Angel investors are a critical component of a thriving startup ecosystem. They often write some of the first checks to new ventures and provide critical guidance to early-stage companies and first-time founders. According to the Angel Capital Association’s Angel Funders Report, which surveyed 68 angel groups in 2018, they accounted for $228 MM in investments across 905 companies; they also helped catalyze an additional $1.8B in investments through syndication with other angel groups, individual angels, VC funds, and private equity investors.

While venture capital funds can be easily influenced by the power of public pressure to be more inclusive, angel investors are more private. The diversity of their portfolios is often overlooked and the lack of capital invested in diverse founders by angels mirrors the rest of the industry.

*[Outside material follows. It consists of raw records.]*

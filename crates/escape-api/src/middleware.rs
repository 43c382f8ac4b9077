//! Request logging and CORS for the API.
use axum::middleware::Next;
use axum::{body::Body, http::Request, response::Response};
use std::time::Instant;
use tower_http::cors::CorsLayer;

pub fn cors() -> CorsLayer {
    CorsLayer::permissive()
}

pub async fn log_requests(req: Request<Body>, next: Next) -> Response {
    let method = req.method().clone();
    let path = req.uri().path().to_string();
    let start = Instant::now();

    let response = next.run(req).await;

    tracing::info!(
        %method,
        %path,
        status = response.status().as_u16(),
        latency_ms = start.elapsed().as_millis() as u64,
        "request"
    );
    response
}
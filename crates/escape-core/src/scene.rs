//! Scene state: the per-room document carried on a team's progress record
//!
//! Only `stageContributions` has meaning here. Every other key is carried
//! through untouched. Decoding is tolerant: whatever is stored, the result is
//! a well-formed scene state.

use crate::normalize;
use serde::{Deserialize, Serialize};
use serde_json::{Map, Value};
use std::collections::BTreeMap;

/// Key of the ledger inside the scene state object
pub const STAGE_CONTRIBUTIONS_KEY: &str = "stageContributions";

/// Per-user action counts for one stage
pub type StageLedger = BTreeMap<String, u32>;

/// Stage index → user id → action count (always ≥ 1)
#[derive(Debug, Clone, Default, PartialEq, Eq)]
pub struct ContributionLedger(BTreeMap<u32, StageLedger>);

impl ContributionLedger {
    pub fn new() -> Self {
        Self::default()
    }

    /// Normalize an untrusted `stageContributions` value.
    ///
    /// Non-object input yields an empty ledger. Bad stage keys, non-object
    /// stage entries, blank user ids and counts below 1 are dropped. Keys that
    /// land on the same stage (`"2"` and `"2.0"`) are merged by summing.
    pub fn from_value(raw: &Value) -> Self {
        let mut ledger = Self::new();
        let Some(stages) = raw.as_object() else {
            return ledger;
        };

        for (stage_key, users) in stages {
            let Some(stage) = normalize::stage_key(stage_key) else {
                tracing::debug!(stage_key = %stage_key, "dropping malformed stage key");
                continue;
            };
            let Some(users) = users.as_object() else {
                continue;
            };
            for (user_id, raw_count) in users {
                let user_id = user_id.trim();
                if user_id.is_empty() {
                    continue;
                }
                if let Some(count) = raw_count.as_f64().and_then(normalize::count) {
                    ledger.increment(stage, user_id, count);
                }
            }
        }

        ledger
    }

    /// Counts for one stage, if anyone has acted on it.
    pub fn stage(&self, stage: u32) -> Option<&StageLedger> {
        self.0.get(&stage)
    }

    /// Count for a user on a stage (0 when absent).
    pub fn count(&self, stage: u32, user_id: &str) -> u32 {
        self.stage(stage)
            .and_then(|users| users.get(user_id))
            .copied()
            .unwrap_or(0)
    }

    /// Add `by` actions for a user on a stage. Saturates at `u32::MAX`.
    pub fn increment(&mut self, stage: u32, user_id: &str, by: u32) {
        if by == 0 {
            return;
        }
        let entry = self
            .0
            .entry(stage)
            .or_default()
            .entry(user_id.to_string())
            .or_insert(0);
        *entry = entry.saturating_add(by);
    }

    /// Stages that have at least one contributor, ascending.
    pub fn stages(&self) -> impl Iterator<Item = u32> + '_ {
        self.0.keys().copied()
    }

    pub fn to_value(&self) -> Value {
        let stages: Map<String, Value> = self
            .0
            .iter()
            .map(|(stage, users)| {
                let users: Map<String, Value> = users
                    .iter()
                    .map(|(user, count)| (user.clone(), Value::from(*count)))
                    .collect();
                (stage.to_string(), Value::Object(users))
            })
            .collect();
        Value::Object(stages)
    }
}

/// Typed scene state with the unknown keys kept aside
#[derive(Debug, Clone, Default, PartialEq, Serialize, Deserialize)]
#[serde(from = "Value", into = "Value")]
pub struct SceneState {
    pub stage_contributions: Option<ContributionLedger>,
    /// Everything that isn't `stageContributions`, preserved verbatim
    pub extra: Map<String, Value>,
}

impl SceneState {
    pub fn new() -> Self {
        Self::default()
    }

    /// Decode an arbitrary value; anything but an object is an empty scene.
    pub fn from_value(raw: &Value) -> Self {
        let Some(object) = raw.as_object() else {
            if !raw.is_null() {
                tracing::debug!("scene state is not an object; treating as empty");
            }
            return Self::new();
        };

        let mut extra = object.clone();
        let stage_contributions = extra
            .remove(STAGE_CONTRIBUTIONS_KEY)
            .map(|value| ContributionLedger::from_value(&value));

        Self {
            stage_contributions,
            extra,
        }
    }

    /// The ledger, or an empty one if the scene never had contributions.
    pub fn ledger(&self) -> ContributionLedger {
        self.stage_contributions.clone().unwrap_or_default()
    }

    pub fn to_value(&self) -> Value {
        let mut object = self.extra.clone();
        if let Some(ledger) = &self.stage_contributions {
            object.insert(STAGE_CONTRIBUTIONS_KEY.to_string(), ledger.to_value());
        }
        Value::Object(object)
    }
}

impl From<Value> for SceneState {
    fn from(value: Value) -> Self {
        Self::from_value(&value)
    }
}

impl From<SceneState> for Value {
    fn from(scene: SceneState) -> Self {
        scene.to_value()
    }
}
//! Progress persistence with versioned compare-and-swap writes
//!
//! Two members of a team can submit at the same moment. Every write names the
//! version it read; a stale write is rejected with `EscapeError::Conflict` so
//! the caller can re-read and re-apply instead of dropping an increment.

use escape_core::{EscapeError, ProgressKey, StoredProgress};
use std::collections::HashMap;
use std::sync::RwLock;

/// Storage seam for team progress rows
pub trait ProgressStore: Send + Sync {
    /// Current row for a key, if any
    fn load(&self, key: &ProgressKey) -> Result<Option<StoredProgress>, EscapeError>;

    /// Write `row` if the stored version is still `expected_version` (0 = absent).
    ///
    /// Returns the new version. It is greater than every version the store has
    /// handed out before, including those of removed rows, so a writer holding
    /// a version from before a reset can never match the row written after it.
    fn compare_and_swap(
        &self,
        key: &ProgressKey,
        expected_version: u64,
        row: StoredProgress,
    ) -> Result<u64, EscapeError>;

    /// Delete a row; `true` if one existed
    fn remove(&self, key: &ProgressKey) -> Result<bool, EscapeError>;
}

/// Process-local store
#[derive(Debug, Default)]
pub struct InMemoryProgressStore {
    inner: RwLock<Rows>,
}

#[derive(Debug, Default)]
struct Rows {
    rows: HashMap<ProgressKey, StoredProgress>,
    /// Highest version issued so far; survives removals
    last_version: u64,
}

impl InMemoryProgressStore {
    pub fn new() -> Self {
        Self::default()
    }

    pub fn len(&self) -> usize {
        self.inner.read().map(|inner| inner.rows.len()).unwrap_or(0)
    }

    pub fn is_empty(&self) -> bool {
        self.len() == 0
    }
}

fn poisoned<T>(_: T) -> EscapeError {
    EscapeError::Store("progress store lock poisoned".to_string())
}

impl ProgressStore for InMemoryProgressStore {
    fn load(&self, key: &ProgressKey) -> Result<Option<StoredProgress>, EscapeError> {
        let inner = self.inner.read().map_err(poisoned)?;
        Ok(inner.rows.get(key).cloned())
    }

    fn compare_and_swap(
        &self,
        key: &ProgressKey,
        expected_version: u64,
        mut row: StoredProgress,
    ) -> Result<u64, EscapeError> {
        let mut inner = self.inner.write().map_err(poisoned)?;
        let found = inner.rows.get(key).map(|r| r.version).unwrap_or(0);
        if found != expected_version {
            return Err(EscapeError::Conflict {
                expected: expected_version,
                found,
            });
        }

        inner.last_version += 1;
        let version = inner.last_version;
        row.version = version;
        inner.rows.insert(key.clone(), row);
        Ok(version)
    }

    fn remove(&self, key: &ProgressKey) -> Result<bool, EscapeError> {
        let mut inner = self.inner.write().map_err(poisoned)?;
        Ok(inner.rows.remove(key).is_some())
    }
}

#[cfg(test)]
mod tests {
    use super::*;
    use chrono::Utc;

    fn row() -> StoredProgress {
        StoredProgress {
            current_stage_index: 1,
            solved_stages: "[]".to_string(),
            scene_state: "{}".to_string(),
            version: 0,
            updated_at: Utc::now(),
        }
    }

    #[test]
    fn test_insert_then_update() {
        let store = InMemoryProgressStore::new();
        let key = ProgressKey::new("red", "vault");
        assert!(store.load(&key).unwrap().is_none());

        assert_eq!(store.compare_and_swap(&key, 0, row()).unwrap(), 1);
        assert_eq!(store.compare_and_swap(&key, 1, row()).unwrap(), 2);
        assert_eq!(store.load(&key).unwrap().unwrap().version, 2);
    }

    #[test]
    fn test_stale_write_conflicts() {
        let store = InMemoryProgressStore::new();
        let key = ProgressKey::new("red", "vault");
        store.compare_and_swap(&key, 0, row()).unwrap();

        let err = store.compare_and_swap(&key, 0, row()).unwrap_err();
        assert_eq!(err, EscapeError::Conflict { expected: 0, found: 1 });
    }

    #[test]
    fn test_remove() {
        let store = InMemoryProgressStore::new();
        let key = ProgressKey::new("red", "vault");
        store.compare_and_swap(&key, 0, row()).unwrap();
        assert!(store.remove(&key).unwrap());
        assert!(!store.remove(&key).unwrap());
        assert!(store.is_empty());
    }

    #[test]
    fn test_stale_write_after_reset_conflicts() {
        let store = InMemoryProgressStore::new();
        let key = ProgressKey::new("red", "vault");
        let held = store.compare_and_swap(&key, 0, row()).unwrap();
        assert_eq!(held, 1);

        // Reset, then the team starts over before the old writer comes back.
        assert!(store.remove(&key).unwrap());
        let mut restarted = row();
        restarted.current_stage_index = 2;
        assert_eq!(store.compare_and_swap(&key, 0, restarted).unwrap(), 2);

        let err = store.compare_and_swap(&key, held, row()).unwrap_err();
        assert_eq!(err, EscapeError::Conflict { expected: 1, found: 2 });
        assert_eq!(store.load(&key).unwrap().unwrap().current_stage_index, 2);
    }

    #[test]
    fn test_versions_are_store_wide() {
        let store = InMemoryProgressStore::new();
        let red = ProgressKey::new("red", "vault");
        let blue = ProgressKey::new("blue", "vault");
        assert_eq!(store.compare_and_swap(&red, 0, row()).unwrap(), 1);
        assert_eq!(store.compare_and_swap(&blue, 0, row()).unwrap(), 2);
        assert_eq!(store.compare_and_swap(&red, 1, row()).unwrap(), 3);
    }
}
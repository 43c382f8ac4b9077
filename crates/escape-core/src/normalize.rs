//! Numeric coercion helpers
//!
//! Stage indices, counts and thresholds arrive as untyped JSON numbers.
//! Every helper here degrades to a safe value instead of failing.

/// Floor a finite value into `u32`, saturating at both ends.
fn floor_u32(value: f64) -> u32 {
    // `as` saturates for out-of-range floats
    value.floor() as u32
}

/// Normalize a stage index: non-finite → `fallback`, otherwise floor and clamp to ≥ 1.
pub fn stage_index(value: f64, fallback: u32) -> u32 {
    if !value.is_finite() {
        return fallback.max(1);
    }
    floor_u32(value).max(1)
}

/// Like [`stage_index`], but non-positive values also take the fallback.
pub fn positive_stage_index(value: f64, fallback: u32) -> u32 {
    if !value.is_finite() || value <= 0.0 {
        return fallback.max(1);
    }
    floor_u32(value).max(1)
}

/// Floored non-negative integer, or `None` if non-finite or negative.
pub fn non_negative(value: f64) -> Option<u32> {
    if !value.is_finite() {
        return None;
    }
    let floored = value.floor();
    if floored < 0.0 {
        None
    } else {
        Some(floor_u32(floored))
    }
}

/// Floored action count, or `None` if it would be below 1.
pub fn count(value: f64) -> Option<u32> {
    non_negative(value).filter(|c| *c >= 1)
}

/// Parse a stage key such as `"3"` or `" 2.0 "` into a stage index ≥ 1.
pub fn stage_key(key: &str) -> Option<u32> {
    let parsed: f64 = key.trim().parse().ok()?;
    if !parsed.is_finite() {
        return None;
    }
    count(parsed)
}
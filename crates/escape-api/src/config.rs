//! Runtime configuration read from the environment
use std::path::PathBuf;

pub const DEFAULT_ADDR: &str = "0.0.0.0:8787";
pub const DEFAULT_MAX_WRITE_RETRIES: u32 = 5;

#[derive(Debug, Clone, PartialEq, Eq)]
pub struct ApiConfig {
    /// Listen address (`ESCAPE_ADDR`)
    pub addr: String,
    /// YAML room catalog (`ESCAPE_CATALOG`)
    pub catalog_path: Option<PathBuf>,
    /// Retries after a write conflict before giving up (`ESCAPE_MAX_WRITE_RETRIES`)
    pub max_write_retries: u32,
}

impl ApiConfig {
    pub fn from_env() -> Self {
        Self::from_lookup(|name| std::env::var(name).ok())
    }

    /// Build from any variable source; unset or unparseable values take defaults.
    pub fn from_lookup(lookup: impl Fn(&str) -> Option<String>) -> Self {
        let non_empty = |name: &str| lookup(name).map(|v| v.trim().to_string()).filter(|v| !v.is_empty());

        let max_write_retries = match non_empty("ESCAPE_MAX_WRITE_RETRIES") {
            Some(raw) => raw.parse().unwrap_or_else(|_| {
                tracing::warn!(value = %raw, "invalid ESCAPE_MAX_WRITE_RETRIES; using default");
                DEFAULT_MAX_WRITE_RETRIES
            }),
            None => DEFAULT_MAX_WRITE_RETRIES,
        };

        Self {
            addr: non_empty("ESCAPE_ADDR").unwrap_or_else(|| DEFAULT_ADDR.to_string()),
            catalog_path: non_empty("ESCAPE_CATALOG").map(PathBuf::from),
            max_write_retries,
        }
    }
}

impl Default for ApiConfig {
    fn default() -> Self {
        Self::from_lookup(|_| None)
    }
}
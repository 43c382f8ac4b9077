//! Escape Gate: team participation checks for escape-room stages
//!
//! A stage can require that enough different players helped and that each
//! player on the roster acted a minimum number of times before the team
//! moves on.
//!
//! # Example
//!
//! ```
//! use escape_core::{record_contribution, SceneState};
//! use escape_gate::{evaluate, GateDefaults};
//! use serde_json::json;
//!
//! let roster = vec!["u1".to_string(), "u2".to_string()];
//! let meta = json!({ "contributionGate": { "minActionsPerPlayer": 1 } });
//!
//! let scene = record_contribution(&SceneState::new(), 1.0, "u1", None);
//! let (summary, satisfied) = evaluate(&scene, 1.0, &roster, &meta, &GateDefaults::default());
//! assert!(!satisfied);
//! assert_eq!(summary.missing_user_ids, vec!["u2".to_string()]);
//! ```

pub mod gate;
pub mod summary;

pub use gate::{parse_contribution_gate, ContributionGate, GateDefaults};
pub use summary::{is_contribution_gate_satisfied, summarize_stage_contributions, ContributionSummary};

use escape_core::SceneState;
use serde_json::Value;

/// Parse the stage's gate, summarize the stage and check the gate in one go.
pub fn evaluate(
    scene: &SceneState,
    stage_index: f64,
    team_user_ids: &[String],
    meta: &Value,
    defaults: &GateDefaults,
) -> (ContributionSummary, bool) {
    let gate = parse_contribution_gate(meta, defaults);
    let summary = summarize_stage_contributions(scene, stage_index, team_user_ids, &gate);
    let satisfied = is_contribution_gate_satisfied(&summary);
    (summary, satisfied)
}

/// Check if a stage's gate would let the team through
pub fn would_pass(
    scene: &SceneState,
    stage_index: f64,
    team_user_ids: &[String],
    meta: &Value,
) -> bool {
    evaluate(scene, stage_index, team_user_ids, meta, &GateDefaults::default()).1
}
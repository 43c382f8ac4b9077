//! Stage progression: computes the next progress pointer for a team
//!
//! A single pure transition. The stage index itself is the state variable
//! and lives in the caller's persisted record.

use crate::normalize;
use serde::{Deserialize, Serialize};
use std::collections::BTreeSet;

/// Request to move a team forward
#[derive(Debug, Clone, PartialEq, Serialize, Deserialize)]
#[serde(rename_all = "camelCase")]
pub struct AdvanceInput {
    /// Highest stage the team has reached
    pub current_stage_index: f64,

    /// Previously solved stages, possibly unsorted or malformed
    #[serde(default)]
    pub solved_stages: Vec<f64>,

    /// Stage the team is asking to move to
    pub requested_next_stage_index: f64,

    /// Number of stages in the room (0 = unknown)
    #[serde(default)]
    pub total_rooms: f64,

    /// Force completion regardless of indices
    #[serde(default)]
    pub explicit_complete: bool,
}

/// Result of [`advance`]
#[derive(Debug, Clone, PartialEq, Eq, Serialize, Deserialize)]
#[serde(rename_all = "camelCase")]
pub struct AdvanceOutcome {
    pub is_complete: bool,
    pub next_stage_index: u32,
    /// Ascending, unique, all ≥ 1
    pub solved_stages: Vec<u32>,
}

/// Drop malformed entries and floor the rest.
pub fn normalize_solved_stages(raw: &[f64]) -> BTreeSet<u32> {
    raw.iter()
        .copied()
        .filter(|v| v.is_finite() && *v >= 1.0)
        .filter_map(normalize::count)
        .collect()
}

/// Compute the next progression state.
///
/// Completion happens either explicitly or when the requested stage runs past
/// `total_rooms`. Completing marks the final stage solved; a normal advance
/// marks the stage being left as solved.
pub fn advance(input: &AdvanceInput) -> AdvanceOutcome {
    let current = normalize::stage_index(input.current_stage_index, 1);
    let requested =
        normalize::positive_stage_index(input.requested_next_stage_index, current.saturating_add(1));
    let total_rooms = normalize::non_negative(input.total_rooms).unwrap_or(0);

    let is_complete = input.explicit_complete || (total_rooms > 0 && requested > total_rooms);

    let next_stage_index = if is_complete {
        if total_rooms > 0 {
            total_rooms
        } else {
            current
        }
    } else {
        requested
    };

    let newly_solved = if is_complete { next_stage_index } else { current };

    let mut solved = normalize_solved_stages(&input.solved_stages);
    solved.insert(newly_solved);

    AdvanceOutcome {
        is_complete,
        next_stage_index,
        solved_stages: solved.into_iter().collect(),
    }
}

Of the $228MM of angel capital tracked in the survey, 88% was invested in white founders. Black founders represented 3.8% of those investments, mixed race founders represented 1%, and Latinx Founders did not receive enough investment to be tracked in the report. Although female founders increased their percentage of investment from 5% in 2004 to 21% in 2018, that number is still far from parity with male founders. Similarly in the last 5 years, Latinx founders received 1.8% of invested VC capital, Black founders received 1%, and female founders received 9%, reflecting the systemic challenges embedded in our investment ecosystem.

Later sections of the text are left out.